EHRs support mental health practitioners across so many aspects of care. The ability to accurately document patient conditions, progression, efficient treatment and progression. These systems also enable data-driven decision making, consistency, ensuring quality across care pathways.

Big data and Machine Learning

The rise of analytics and big data across all industries are offering increasingly accurate patterns and trends, and the charity sector and mental health is no exception. The correct analysis of data and large pools such as online searches can offer valuable insights into data trends that can impact the diagnosis and treatment of mental illness.

Examples of organisations that are making use of this are the Black Dog Institute who are leading the way for health research in Australia. The idea is that by analysing data from sources that individuals use in daily life like social media and blogging, it will identify possible individuals who are showing signs of mental illness. By profiling these social media interactions, identifiers and new markers of mental health may provide invaluable real-time insights into mental health patterns that have the potential to revolutionise prevention and treatment.
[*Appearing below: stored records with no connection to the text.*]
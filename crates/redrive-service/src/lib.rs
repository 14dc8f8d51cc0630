//! # Redrive Service
//!
//! Hosts one redrive processor per configured queue.
//!
//! - [`config`] - Layered service configuration
//! - [`logging`] - `tracing` subscriber setup
//! - [`supervisor`] - Processor construction and lifecycle

pub mod config;
pub mod logging;
pub mod supervisor;

use crate::config::{ConfigError, LoggingConfig, ServiceConfig};
use crate::supervisor::{QueueClientFactory, Supervisor, SupervisorError};
use clap::Parser;
use redrive_core::TracingEventSink;
use std::future::Future;
use std::path::PathBuf;
use std::sync::Arc;
use tracing::info;

#[cfg(test)]
#[path = "lib_tests.rs"]
mod tests;

/// Redrive queue messages to HTTP endpoints
#[derive(Debug, Parser)]
#[command(name = "redrive-service")]
#[command(version = env!("CARGO_PKG_VERSION"))]
#[command(about = "Redrives queued messages to HTTP endpoints")]
pub struct Cli {
    /// Configuration file path
    #[arg(short, long, env = "REDRIVE_CONFIG_FILE")]
    pub config: Option<PathBuf>,

    /// Logging level, overriding the configured one
    #[arg(short, long)]
    pub log_level: Option<String>,

    /// Enable JSON logging
    #[arg(long)]
    pub json_logs: bool,
}

impl Cli {
    /// Apply command-line overrides to the configured logging settings
    pub fn logging(&self, configured: Option<&LoggingConfig>) -> LoggingConfig {
        let mut logging = configured.cloned().unwrap_or_default();

        if let Some(level) = &self.log_level {
            logging.level = level.clone();
        }
        logging.json_format |= self.json_logs;

        logging
    }
}

/// Errors that end the service
#[derive(Debug, thiserror::Error)]
pub enum ServiceError {
    #[error(transparent)]
    Configuration(#[from] ConfigError),

    #[error(transparent)]
    Supervisor(#[from] SupervisorError),
}

impl ServiceError {
    pub fn exit_code(&self) -> i32 {
        match self {
            Self::Supervisor(_) => 1,
            Self::Configuration(_) => 3,
        }
    }
}

/// Run every active queue until `shutdown` completes, then stop them all.
///
/// `config` must already be validated.
pub async fn run(
    config: ServiceConfig,
    factory: &dyn QueueClientFactory,
    shutdown: impl Future<Output = ()>,
) -> Result<(), ServiceError> {
    let supervisor = Supervisor::from_config(&config, factory, Arc::new(TracingEventSink)).await?;

    supervisor.start_all().await;
    info!(queues = ?supervisor.aliases(), "Redrive service started");

    shutdown.await;

    info!(
        timeout_seconds = config.shutdown_timeout_seconds,
        "Stopping queue processors"
    );
    supervisor.stop_all().await;

    for (alias, stats) in supervisor.stats() {
        info!(
            alias = %alias,
            received = stats.received,
            sent = stats.sent,
            failed = stats.failed,
            "Final totals"
        );
    }

    info!("Redrive service stopped");
    Ok(())
}
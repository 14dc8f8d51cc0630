//! Logging bootstrap.

use crate::config::LoggingConfig;
use tracing_subscriber::{fmt, layer::SubscriberExt, util::SubscriberInitExt, EnvFilter};

#[cfg(test)]
#[path = "logging_tests.rs"]
mod tests;

const FALLBACK_FILTER: &str = "info";

/// Filter from `RUST_LOG` when set, otherwise from the configured level.
///
/// An unparseable level falls back to `info` rather than silencing output.
pub fn build_filter(level: &str) -> EnvFilter {
    EnvFilter::try_from_default_env()
        .or_else(|_| EnvFilter::try_new(level))
        .unwrap_or_else(|_| EnvFilter::new(FALLBACK_FILTER))
}

/// Install the global `tracing` subscriber
pub fn init(config: &LoggingConfig) -> Result<(), tracing_subscriber::util::TryInitError> {
    let json = config.json_format;

    tracing_subscriber::registry()
        .with(build_filter(&config.level))
        .with(json.then(|| fmt::layer().json()))
        .with((!json).then(fmt::layer))
        .try_init()
}
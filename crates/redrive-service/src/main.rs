//! # Redrive Service
//!
//! Binary entry point: loads configuration, initialises logging, runs every
//! active queue processor and stops them on Ctrl+C or SIGTERM.

use anyhow::Context;
use clap::Parser;
use redrive_service::supervisor::SqsQueueClientFactory;
use redrive_service::{logging, run, Cli, ServiceError};
use tracing::{error, info};

#[tokio::main]
async fn main() -> anyhow::Result<()> {
    let cli = Cli::parse();

    // Logging is set up before the configuration is validated so that
    // configuration errors are reported through it.
    let loaded = redrive_service::config::load(cli.config.as_deref());
    logging::init(&cli.logging(loaded.as_ref().ok().map(|c| &c.logging)))
        .context("Failed to initialise logging")?;

    info!("Starting redrive service");

    let service_config = match loaded.and_then(|c| c.validate().map(|()| c)) {
        Ok(c) => c,
        Err(e) => {
            let e = ServiceError::from(e);
            error!(error = %e, "Service configuration is invalid; aborting");
            std::process::exit(e.exit_code());
        }
    };

    if let Err(e) = run(service_config, &SqsQueueClientFactory, shutdown_signal()).await {
        error!(error = %e, "Redrive service failed");
        std::process::exit(e.exit_code());
    }

    Ok(())
}

/// Resolve on Ctrl+C or SIGTERM
async fn shutdown_signal() {
    let ctrl_c = async {
        if let Err(e) = tokio::signal::ctrl_c().await {
            error!(error = %e, "Failed to install Ctrl+C handler");
            std::future::pending::<()>().await;
        }
    };

    #[cfg(unix)]
    let terminate = async {
        match tokio::signal::unix::signal(tokio::signal::unix::SignalKind::terminate()) {
            Ok(mut signal) => {
                signal.recv().await;
            }
            Err(e) => {
                error!(error = %e, "Failed to install SIGTERM handler");
                std::future::pending::<()>().await;
            }
        }
    };

    #[cfg(not(unix))]
    let terminate = std::future::pending::<()>();

    tokio::select! {
        _ = ctrl_c => info!("Received SIGINT (Ctrl+C), initiating shutdown"),
        _ = terminate => info!("Received SIGTERM, initiating shutdown"),
    }
}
Mental Health and Stress Apps We Are Loving

You can look for recourses on the NHS website where they provide an extensive list of digital apps that can help take care of your mental health.

Be Mindful provides an online course to help with stress and anxiety. Beat Panic helps you to fight panic attacks and anxiety on the move. Once you start looking, there are lots of helpful apps out there. As we can all confirm, sleep is massively affected by stress. Based on CBT, Sleepio helps slow down racing minds and re-set sleeping patterns naturally. Headspace harnesses meditation to help users decrease stress, improve focus and sleep better. Happify provides tools to help users manage feelings and thoughts by using activities and games.

As notifications ping all around you, you can install wellbeing apps on the same devices that keep you alert to work. Using digital products to take time out to relax, recharge and refresh by using the devices that accompany your daily journey, you can combat the issues you may be facing in this time of uncertainty.